| Exercise details |
In the entries below, find the line with "if let Some(commit)" and the line with "to the client.". Reproduce those two lines and every line between them exactly, and nothing more.

[Material to process — start]

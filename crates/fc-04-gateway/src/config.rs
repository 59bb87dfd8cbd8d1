//! # Gateway Configuration

use crate::domain::options::{CommitStrategy, DiscoveryOptions, GatewayOptions};
use crate::ports::outbound::NetworkTransport;
use fc_01_identity::Wallet;
use fc_02_submission::EndorsementPolicy;
use serde::{Deserialize, Serialize};
use std::sync::Arc;

/// Serializable half of [`GatewayOptions`]: everything except the wallet
/// and the transport, which are built at runtime.
#[derive(Clone, Debug, PartialEq, Eq, Serialize, Deserialize)]
#[serde(default)]
pub struct GatewayConfig {
    /// Wallet label to connect as.
    pub identity: String,

    pub channel: String,

    pub chaincode: String,

    pub discovery: DiscoveryOptions,

    pub commit_strategy: CommitStrategy,

    pub policy: EndorsementPolicy,

    pub verify_endorsements: bool,
}

impl Default for GatewayConfig {
    fn default() -> Self {
        Self {
            identity: "Admin@requirements.oem.com".to_string(),
            channel: "oem-channel".to_string(),
            chaincode: "oemcc".to_string(),
            discovery: DiscoveryOptions::default(),
            commit_strategy: CommitStrategy::default(),
            policy: EndorsementPolicy::default(),
            verify_endorsements: true,
        }
    }
}

impl GatewayConfig {
    /// Short commit timeout for tests.
    pub fn for_testing() -> Self {
        Self {
            commit_strategy: CommitStrategy::AnyPeer { timeout_ms: 2_000 },
            ..Self::default()
        }
    }

    #[must_use]
    pub fn options(
        &self,
        wallet: Arc<dyn Wallet>,
        transport: Arc<dyn NetworkTransport>,
    ) -> GatewayOptions {
        GatewayOptions {
            verify_endorsements: self.verify_endorsements,
            ..GatewayOptions::new(self.identity.clone(), wallet, transport)
                .with_discovery(self.discovery)
                .with_commit_strategy(self.commit_strategy)
                .with_policy(self.policy)
        }
    }
}
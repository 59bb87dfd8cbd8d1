//! # Commands
//!
//! Every networked command runs against a [`Session`]: the bootstrapped
//! client, the channel it acts on, the target peer and the transport.
//!
//! ```text
//! RuntimeConfig ──bootstrap──→ ClientContext ──channel()──→ ChannelContext
//!        │                                                       │
//!        └──network──→ NetworkTransport ──────────────→ Session ─┘
//! ```

pub mod demo;
pub mod gateway;
pub mod identity;
pub mod invoke;
pub mod listen;
pub mod query;

use crate::cli::Command;
use crate::config::RuntimeConfig;
use crate::transport;
use anyhow::Context;
use fc_01_identity::{ChannelContext, ClientContext};
use fc_02_submission::{CommitWait, SubmitOutcome, TransactionSubmitter};
use fc_03_event_hub::{ChannelEventHub, CommitTracker, ConnectOptions};
use fc_04_gateway::{GatewayError, NetworkTransport};
use shared_types::{ChaincodeId, ChaincodeInvocation, PeerName};
use std::sync::Arc;
use tracing::debug;

pub struct Session {
    config: RuntimeConfig,
    client: ClientContext,
    channel: ChannelContext,
    transport: Arc<dyn NetworkTransport>,
}

impl Session {
    /// Bootstrap from the configured profile and wallet, then connect.
    pub async fn open(config: RuntimeConfig) -> anyhow::Result<Self> {
        let client = ClientContext::from_config(&config.bootstrap)
            .await
            .with_context(|| {
                format!(
                    "bootstrapping {} from {}",
                    config.bootstrap.identity,
                    config.bootstrap.connection_profile.display()
                )
            })?;
        let transport = transport::connect(&config, client.profile())?;
        Self::new(config, client, transport)
    }

    /// Session over an already bootstrapped client.
    pub fn new(
        config: RuntimeConfig,
        client: ClientContext,
        transport: Arc<dyn NetworkTransport>,
    ) -> anyhow::Result<Self> {
        let channel = client.channel(&config.channel)?;
        channel.peer(&config.peer)?;
        Ok(Self {
            config,
            client,
            channel,
            transport,
        })
    }

    #[must_use]
    pub fn config(&self) -> &RuntimeConfig {
        &self.config
    }

    #[must_use]
    pub fn client(&self) -> &ClientContext {
        &self.client
    }

    #[must_use]
    pub fn channel(&self) -> &ChannelContext {
        &self.channel
    }

    #[must_use]
    pub fn transport(&self) -> &Arc<dyn NetworkTransport> {
        &self.transport
    }

    /// The peer every proposal and subscription goes to.
    #[must_use]
    pub fn target(&self) -> PeerName {
        PeerName::new(self.config.peer.clone())
    }

    #[must_use]
    pub fn chaincode_id(&self) -> ChaincodeId {
        ChaincodeId::new(self.config.chaincode.clone())
    }

    #[must_use]
    pub fn invocation(&self, function: &str, args: &[String]) -> ChaincodeInvocation {
        ChaincodeInvocation::new(self.chaincode_id(), function).string_args(args)
    }

    /// Commit behaviour for one command: `--wait` forces a wait, otherwise
    /// the configured default applies.
    #[must_use]
    pub fn commit_wait(&self, wait: bool) -> CommitWait {
        if wait {
            CommitWait::Wait {
                timeout: self.config.submission.commit_timeout(),
            }
        } else {
            self.config.submission.commit_wait()
        }
    }

    /// Event hub on the target peer. Not connected yet.
    pub fn event_hub(&self) -> Result<Arc<ChannelEventHub>, GatewayError> {
        let source = self
            .transport
            .event_source(&self.target())
            .ok_or_else(|| GatewayError::NoEventSource {
                channel: self.channel.name().to_string(),
            })?;
        Ok(Arc::new(ChannelEventHub::with_config(
            source,
            self.config.event_hub.clone(),
        )))
    }

    /// Submitter for this channel. When `commit` waits, a commit tracker on
    /// the target peer's event hub is attached and connected first.
    pub async fn submitter(&self, commit: CommitWait) -> anyhow::Result<TransactionSubmitter> {
        let submitter = TransactionSubmitter::from_channel(
            &self.channel,
            self.transport.endorser(),
            self.transport.orderer(),
        )
        .with_config(self.config.submission.clone());

        if commit == CommitWait::Skip {
            return Ok(submitter);
        }

        let hub = self.event_hub()?;
        let tracker = CommitTracker::attach(Arc::clone(&hub));
        hub.connect(ConnectOptions::default())
            .await
            .map_err(GatewayError::from)?;
        debug!(peer = %hub.peer(), "Commit tracker connected");
        Ok(submitter.with_commit_notifier(tracker))
    }
}

/// Human readable summary of an ordered transaction.
pub fn describe_outcome(outcome: &SubmitOutcome) -> String {
    let mut text = format!(
        "Transaction {} ordered ({} endorsement{})",
        outcome.tx_id,
        outcome.endorsements,
        if outcome.endorsements == 1 { "" } else { "s" }
    );
    if let Some(commit) = &outcome.commit {
        text.push_str(&format!(
            ", committed in block {} as {}",
            commit.block_number,
            commit.validation_code.as_str()
        ));
    }
    if !outcome.result.is_empty() {
        text.push_str(&format!("\n{}", String::from_utf8_lossy(&outcome.result)));
    }
    text
}

/// Run one parsed command.
pub async fn run(command: Command, config: RuntimeConfig) -> anyhow::Result<()> {
    match command {
        Command::Identity(cmd) => identity::run(cmd, &config).await,
        Command::Demo(args) => demo::run(args, config).await,
        Command::Gateway(cmd) => gateway::run(cmd, &config).await,
        Command::Invoke(cmd) => {
            let session = Session::open(config).await?;
            let outcome = invoke::run(&session, cmd).await?;
            println!("{}", describe_outcome(&outcome));
            Ok(())
        }
        Command::Query(args) => {
            let session = Session::open(config).await?;
            let payload = query::run(&session, &args).await?;
            println!("{}", String::from_utf8_lossy(&payload));
            Ok(())
        }
        Command::Listen(args) => {
            let session = Session::open(config).await?;
            listen::run(&session, &args, |line| println!("{line}")).await
        }
    }
}
//! # Identities and Signatures
//!
//! A `Creator` is the public, serialized identity bound into every proposal
//! (MSP id + Ed25519 public key). A `SigningIdentity` adds the secret key and
//! is what a wallet hands to the client.

use crate::codec::encode;
use crate::entities::MspId;
use crate::errors::{EncodingError, IdentityError};
use ed25519_dalek::{Signer, SigningKey, Verifier, VerifyingKey};
use serde::{Deserialize, Serialize};
use serde_with::{serde_as, Bytes};
use std::fmt;

/// Ed25519 signature (64 bytes).
#[serde_as]
#[derive(Clone, Copy, PartialEq, Eq, Serialize, Deserialize)]
pub struct Signature(#[serde_as(as = "Bytes")] [u8; 64]);

impl Signature {
    pub fn from_bytes(bytes: [u8; 64]) -> Self {
        Self(bytes)
    }

    pub fn as_bytes(&self) -> &[u8; 64] {
        &self.0
    }
}

impl fmt::Debug for Signature {
    fn fmt(&self, f: &mut fmt::Formatter<'_>) -> fmt::Result {
        write!(f, "Signature({}..)", hex::encode(&self.0[..8]))
    }
}

/// Public identity of a client or peer.
#[derive(Debug, Clone, PartialEq, Eq, Hash, Serialize, Deserialize)]
pub struct Creator {
    pub msp_id: MspId,
    pub public_key: [u8; 32],
}

impl Creator {
    /// Serialized identity bytes, as bound into transaction ids.
    pub fn to_bytes(&self) -> Result<Vec<u8>, EncodingError> {
        encode(self)
    }

    /// Verify `signature` over `message`.
    pub fn verify(&self, message: &[u8], signature: &Signature) -> Result<(), IdentityError> {
        let key = VerifyingKey::from_bytes(&self.public_key).map_err(|_| {
            IdentityError::InvalidPublicKey {
                msp_id: self.msp_id.to_string(),
            }
        })?;
        let sig = ed25519_dalek::Signature::from_bytes(signature.as_bytes());
        key.verify(message, &sig)
            .map_err(|_| IdentityError::SignatureMismatch {
                msp_id: self.msp_id.to_string(),
            })
    }
}

/// A creator together with its signing key.
#[derive(Clone)]
pub struct SigningIdentity {
    creator: Creator,
    key: SigningKey,
}

impl SigningIdentity {
    /// Generate a fresh identity for `msp_id`.
    pub fn generate(msp_id: impl Into<MspId>) -> Self {
        let key = SigningKey::generate(&mut rand::rngs::OsRng);
        Self::from_key(msp_id.into(), key)
    }

    /// Rebuild an identity from its 32-byte secret seed.
    pub fn from_secret(msp_id: impl Into<MspId>, secret: [u8; 32]) -> Self {
        Self::from_key(msp_id.into(), SigningKey::from_bytes(&secret))
    }

    /// Rebuild an identity from a hex-encoded secret seed.
    pub fn from_secret_hex(msp_id: impl Into<MspId>, secret_hex: &str) -> Result<Self, IdentityError> {
        let bytes = hex::decode(secret_hex.trim())
            .map_err(|e| IdentityError::InvalidSecretKey(e.to_string()))?;
        let secret: [u8; 32] = bytes
            .try_into()
            .map_err(|_| IdentityError::InvalidSecretKey("expected 32 bytes".into()))?;
        Ok(Self::from_secret(msp_id, secret))
    }

    fn from_key(msp_id: MspId, key: SigningKey) -> Self {
        let creator = Creator {
            msp_id,
            public_key: key.verifying_key().to_bytes(),
        };
        Self { creator, key }
    }

    pub fn creator(&self) -> &Creator {
        &self.creator
    }

    pub fn msp_id(&self) -> &MspId {
        &self.creator.msp_id
    }

    pub fn sign(&self, message: &[u8]) -> Signature {
        Signature(self.key.sign(message).to_bytes())
    }

    /// Hex secret seed, for writing wallet files.
    pub fn secret_hex(&self) -> String {
        hex::encode(self.key.to_bytes())
    }
}

impl fmt::Debug for SigningIdentity {
    fn fmt(&self, f: &mut fmt::Formatter<'_>) -> fmt::Result {
        f.debug_struct("SigningIdentity")
            .field("msp_id", &self.creator.msp_id)
            .field("public_key", &hex::encode(self.creator.public_key))
            .finish_non_exhaustive()
    }
}

#[cfg(test)]
mod tests {
    use super::*;

    #[test]
    fn test_sign_verify() {
        let identity = SigningIdentity::generate("RequirementsMSP");
        let sig = identity.sign(b"proposal bytes");
        assert!(identity.creator().verify(b"proposal bytes", &sig).is_ok());
    }

    #[test]
    fn test_verify_rejects_other_message() {
        let identity = SigningIdentity::generate("RequirementsMSP");
        let sig = identity.sign(b"proposal bytes");
        let err = identity.creator().verify(b"tampered", &sig).unwrap_err();
        assert!(matches!(err, IdentityError::SignatureMismatch { .. }));
    }

    #[test]
    fn test_secret_hex_roundtrip_keeps_public_key() {
        let identity = SigningIdentity::generate("DesignGroupMSP");
        let restored =
            SigningIdentity::from_secret_hex("DesignGroupMSP", &identity.secret_hex()).unwrap();
        assert_eq!(identity.creator(), restored.creator());
    }

    #[test]
    fn test_from_secret_hex_rejects_short_key() {
        let err = SigningIdentity::from_secret_hex("X", "abcd").unwrap_err();
        assert!(matches!(err, IdentityError::InvalidSecretKey(_)));
    }

    #[test]
    fn test_debug_hides_secret() {
        let identity = SigningIdentity::generate("RequirementsMSP");
        let debug = format!("{identity:?}");
        assert!(!debug.contains(&identity.secret_hex()));
    }
}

[Material to process — finish]

| Exercise output |
    if let Some(commit) = &outcome.commit {
        text.push_str(&format!(
            ", committed in block {} as {}",
            commit.block_number,
            commit.validation_code.as_str()
        ));
    }
    if !outcome.result.is_empty() {
        text.push_str(&format!("\n{}", String::from_utf8_lossy(&outcome.result)));
    }
    text
}

/// Run one parsed command.
pub async fn run(command: Command, config: RuntimeConfig) -> anyhow::Result<()> {
    match command {
        Command::Identity(cmd) => identity::run(cmd, &config).await,
        Command::Demo(args) => demo::run(args, config).await,
        Command::Gateway(cmd) => gateway::run(cmd, &config).await,
        Command::Invoke(cmd) => {
            let session = Session::open(config).await?;
            let outcome = invoke::run(&session, cmd).await?;
            println!("{}", describe_outcome(&outcome));
            Ok(())
        }
        Command::Query(args) => {
            let session = Session::open(config).await?;
            let payload = query::run(&session, &args).await?;
            println!("{}", String::from_utf8_lossy(&payload));
            Ok(())
        }
        Command::Listen(args) => {
            let session = Session::open(config).await?;
            listen::run(&session, &args, |line| println!("{line}")).await
        }
    }
}
//! # Identities and Signatures
//!
//! A `Creator` is the public, serialized identity bound into every proposal
//! (MSP id + Ed25519 public key). A `SigningIdentity` adds the secret key and
//! is what a wallet hands to the client.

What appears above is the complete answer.